Image © kasto, Adobe Stock
An orderly start for foreign exchange markets to the new week with Sterling enjoying decent gains against the New Zealand and Australian Dollars, and with an empty economic release calendar for the day ahead we expect the UK currency to take cues from external sources.
The US Dollar is an out-performer and the Australian and New Zealand Dollars under-performers thanks to ongoing trade war concerns.
“The US Treasury department reportedly is planning to subject Chinese investments in sensitive US industries to greater scrutiny under a law that would declare these investments to be a threat to economic and national security. The ruling would threaten China’s “Made in China 2025” drive and could therefore lead to an all-out trade war. The news sent AUD lower,” says Marshall Gittler, an analyst with ACLS Global.

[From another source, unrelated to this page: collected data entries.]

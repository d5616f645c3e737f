//! Resolved cache settings.

use std::fmt;
use std::fs;
use std::path::{Path, PathBuf};
use std::time::Duration;

use serde::{Deserialize, Serialize};
use thiserror::Error;

use super::defaults::{env, BuiltinDefaults};

/// Configuration errors.
#[derive(Debug, Error)]
pub enum ConfigError {
    #[error("failed to read config {path}: {source}")]
    Io {
        path: PathBuf,
        #[source]
        source: std::io::Error,
    },

    #[error("failed to parse config {path}: {source}")]
    Parse {
        path: PathBuf,
        #[source]
        source: toml::de::Error,
    },

    #[error("invalid value {value:?} for {name}: {reason}")]
    InvalidValue {
        name: String,
        value: String,
        reason: String,
    },
}

/// How a cache miss gets compiled.
#[derive(Debug, Clone, Copy, PartialEq, Eq, Default, Serialize, Deserialize)]
#[serde(rename_all = "snake_case")]
pub enum CompileMode {
    /// In-process when the compile lock is free, subprocess under contention,
    /// blocking in-process as the last resort.
    #[default]
    Adaptive,
    /// Always in-process, waiting for the compile lock.
    InProcess,
    /// Always in a helper process; in-process only if the helper fails.
    OutOfProcess,
}

impl CompileMode {
    /// Interpret the `KCACHE_PROCESS` value: `0` = in-process, `1` =
    /// out-of-process, anything else = adaptive.
    pub fn from_env_value(value: &str) -> Self {
        match value.trim() {
            "0" => Self::InProcess,
            "1" => Self::OutOfProcess,
            _ => Self::Adaptive,
        }
    }
}

impl fmt::Display for CompileMode {
    fn fmt(&self, f: &mut fmt::Formatter<'_>) -> fmt::Result {
        match self {
            Self::Adaptive => f.write_str("adaptive"),
            Self::InProcess => f.write_str("in_process"),
            Self::OutOfProcess => f.write_str("out_of_process"),
        }
    }
}

/// TOML file layer. Every field is optional; absent fields keep the value
/// from the layer below.
///
/// ```toml
/// [cache]
/// sys_path = "/opt/kernels/kcache_kernel_cache.db"
/// user_path = "/scratch/kcache.db"
/// read_disable = false
/// write_disable = false
/// busy_timeout_ms = 5000
///
/// [compile]
/// mode = "adaptive"
/// helper = "/opt/kernels/bin/kcache-helper"
/// helper_timeout_seconds = 120
/// ```
#[derive(Debug, Clone, Default, Deserialize)]
#[serde(deny_unknown_fields)]
pub struct FileSettings {
    #[serde(default)]
    pub cache: FileCacheSection,
    #[serde(default)]
    pub compile: FileCompileSection,
}

#[derive(Debug, Clone, Default, Deserialize)]
#[serde(deny_unknown_fields)]
pub struct FileCacheSection {
    pub sys_path: Option<PathBuf>,
    pub user_path: Option<PathBuf>,
    pub read_disable: Option<bool>,
    pub write_disable: Option<bool>,
    pub busy_timeout_ms: Option<u64>,
}

#[derive(Debug, Clone, Default, Deserialize)]
#[serde(deny_unknown_fields)]
pub struct FileCompileSection {
    pub mode: Option<CompileMode>,
    pub helper: Option<PathBuf>,
    pub helper_timeout_seconds: Option<u64>,
}

impl FileSettings {
    /// Parse a TOML config file.
    pub fn from_file(path: &Path) -> Result<Self, ConfigError> {
        let contents = fs::read_to_string(path).map_err(|source| ConfigError::Io {
            path: path.to_path_buf(),
            source,
        })?;
        toml::from_str(&contents).map_err(|source| ConfigError::Parse {
            path: path.to_path_buf(),
            source,
        })
    }
}

/// Fully resolved settings for one cache instance.
#[derive(Debug, Clone, PartialEq, Eq, Serialize)]
pub struct CacheSettings {
    /// System tier path override
    pub sys_cache_path: Option<PathBuf>,
    /// User tier path override
    pub user_cache_path: Option<PathBuf>,
    /// Lookups always miss
    pub read_disabled: bool,
    /// Stores are no-ops
    pub write_disabled: bool,
    /// Compile path selection
    pub compile_mode: CompileMode,
    /// Helper executable override
    pub helper_path: Option<PathBuf>,
    /// Maximum helper run time; `None` waits indefinitely
    pub helper_timeout: Option<Duration>,
    /// SIGTERM to SIGKILL grace for a timed-out helper
    pub termination_grace: Duration,
    /// Store busy timeout under cross-process contention
    pub busy_timeout: Duration,
}

impl Default for CacheSettings {
    fn default() -> Self {
        let defaults = BuiltinDefaults::default();
        Self {
            sys_cache_path: None,
            user_cache_path: None,
            read_disabled: false,
            write_disabled: false,
            compile_mode: CompileMode::Adaptive,
            helper_path: None,
            helper_timeout: None,
            termination_grace: defaults.termination_grace,
            busy_timeout: defaults.busy_timeout,
        }
    }
}

impl CacheSettings {
    /// Defaults overlaid with the process environment.
    pub fn from_env() -> Result<Self, ConfigError> {
        Self::load(None, |name| std::env::var(name).ok())
    }

    /// Resolve all layers: defaults, then `file` if given, then `lookup`.
    pub fn load<F>(file: Option<&Path>, lookup: F) -> Result<Self, ConfigError>
    where
        F: Fn(&str) -> Option<String>,
    {
        let mut settings = Self::default();
        if let Some(path) = file {
            settings.apply_file(&FileSettings::from_file(path)?);
        }
        settings.apply_env(lookup)?;
        Ok(settings)
    }

    /// Overlay a parsed TOML layer.
    pub fn apply_file(&mut self, file: &FileSettings) {
        let cache = &file.cache;
        if let Some(path) = &cache.sys_path {
            self.sys_cache_path = Some(path.clone());
        }
        if let Some(path) = &cache.user_path {
            self.user_cache_path = Some(path.clone());
        }
        if let Some(disabled) = cache.read_disable {
            self.read_disabled = disabled;
        }
        if let Some(disabled) = cache.write_disable {
            self.write_disabled = disabled;
        }
        if let Some(ms) = cache.busy_timeout_ms {
            self.busy_timeout = Duration::from_millis(ms);
        }

        let compile = &file.compile;
        if let Some(mode) = compile.mode {
            self.compile_mode = mode;
        }
        if let Some(helper) = &compile.helper {
            self.helper_path = Some(helper.clone());
        }
        if let Some(secs) = compile.helper_timeout_seconds {
            self.helper_timeout = (secs > 0).then(|| Duration::from_secs(secs));
        }
    }

    /// Overlay environment-style variables.
    ///
    /// Empty values count as unset, so `KCACHE_CACHE_READ_DISABLE=` does not
    /// disable reads.
    pub fn apply_env<F>(&mut self, lookup: F) -> Result<(), ConfigError>
    where
        F: Fn(&str) -> Option<String>,
    {
        let get = |name: &str| lookup(name).filter(|v| !v.is_empty());

        if let Some(path) = get(env::SYS_CACHE_PATH) {
            self.sys_cache_path = Some(PathBuf::from(path));
        }
        if let Some(path) = get(env::USER_CACHE_PATH) {
            self.user_cache_path = Some(PathBuf::from(path));
        }
        if get(env::READ_DISABLE).is_some() {
            self.read_disabled = true;
        }
        if get(env::WRITE_DISABLE).is_some() {
            self.write_disabled = true;
        }
        if let Some(mode) = get(env::PROCESS) {
            self.compile_mode = CompileMode::from_env_value(&mode);
        }
        if let Some(path) = get(env::PROCESS_HELPER) {
            self.helper_path = Some(PathBuf::from(path));
        }
        if let Some(value) = get(env::HELPER_TIMEOUT_SECS) {
            let secs: u64 = value.trim().parse().map_err(|_| ConfigError::InvalidValue {
                name: env::HELPER_TIMEOUT_SECS.to_string(),
                value: value.clone(),
                reason: "expected a whole number of seconds".to_string(),
            })?;
            self.helper_timeout = (secs > 0).then(|| Duration::from_secs(secs));
        }
        Ok(())
    }
}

“Escalating trade war fears further, Trump is expected to announce new measures during the week, restricting Chinese investments in the US and blocking additional tech exports to China,” says Jussi Hiljanen, Head of European Macro & Fixed Income Research at SEB.
Trump is also threatening new 20% tariffs on European cars in a sign that he could now shift focus away from China to the European Union.
Because Sterling’s economic calendar is empty moves in the Euro and Dollar will probably determine direction in GBP/USD and GBP/EUR.
For Sterling Brexit will be in focus with the EU summit at the end of the week likely to signal just how much progress has been made in negotiations of late, with statements concerning the issue of the Irish border likely to be pivotal.
Euro: German Business Sentiment, Migration
German business confidence data is in focus at 09:00 B.S.T. with markets keen to assess what impact the threat of trade tariffs by Germany has had on the prospects of the Eurozone’s powerhouse.
Analysts are forecasting a reading of 101.9, a miss or beat on this number could trigger moves in the single-currency.
The Euro will meanwhile likely be more interested in the outcomes of the EU summit on 28-29 June as to should provide more clarity on German Chancellor Merkel’s leadership.
The weekend meeting of EU states – note many refused to attend – to discuss migration confirmed just how unsettling the issue is for European politics.
No agreement was reached, suggesting the potential for no substantive meeting at this week’s summit, which could matter for Germany’s under-pressure Chancellor, and therefore the Euro.
“The lack of any agreement puts more pressure on German Chancellor Merkel’s coalition, which is threatening to come undone over the issue. It’s a potentially big EUR-negative,” says Gittler.
Merkel wants a European agreement that would see most asylum seekers who have already registered in other European countries turned away from the German border – a demand being made by her CSU coalition partner.
The lack of agreement on a European level will likely see Merkel strike individual accords, which could go some way in defusing the issue.
US Dollar: Housing Market
The Dollar is on the front-foot at the start of the new week with the currency subject to overall global investor sentiment, tending to benefit when trade tensions are ratcheted up by the country’s president as is the case now.
“A trade war would reduce US and global economic growth, increase business uncertainty and raise risk aversion. This would push the US Dollar stronger,” says Isaah Mhlanga with RMB in Johannesburg.
On the economic docket, we have new home sales out of the US at 15:00 and these should give a steer on how broader sentiment is faring in the United States. A reading of 667K is forecast for May, a beat might help the Dollar, a miss might see the recent underperformance of the Dollar extend.
Rand: Biased for Gains
RMB’s Mhlanga reckons that for the Rand this week, much will depend on overall sentiment and moves in the Dollar.
On this front, he is quite optimistic:
“The Rand has already weakened a lot and has since recovered, together with other EM currencies. As we have stressed before, local factors are neutral for the local unit. What really matters at this point in time is the value of the US dollar and EM risk sentiment. The US Dollar index failed to push through 95 and is shedding some of last week’s gains. This means that EM currencies and the rand are biased for gains as we start the week,” says Mhlanga.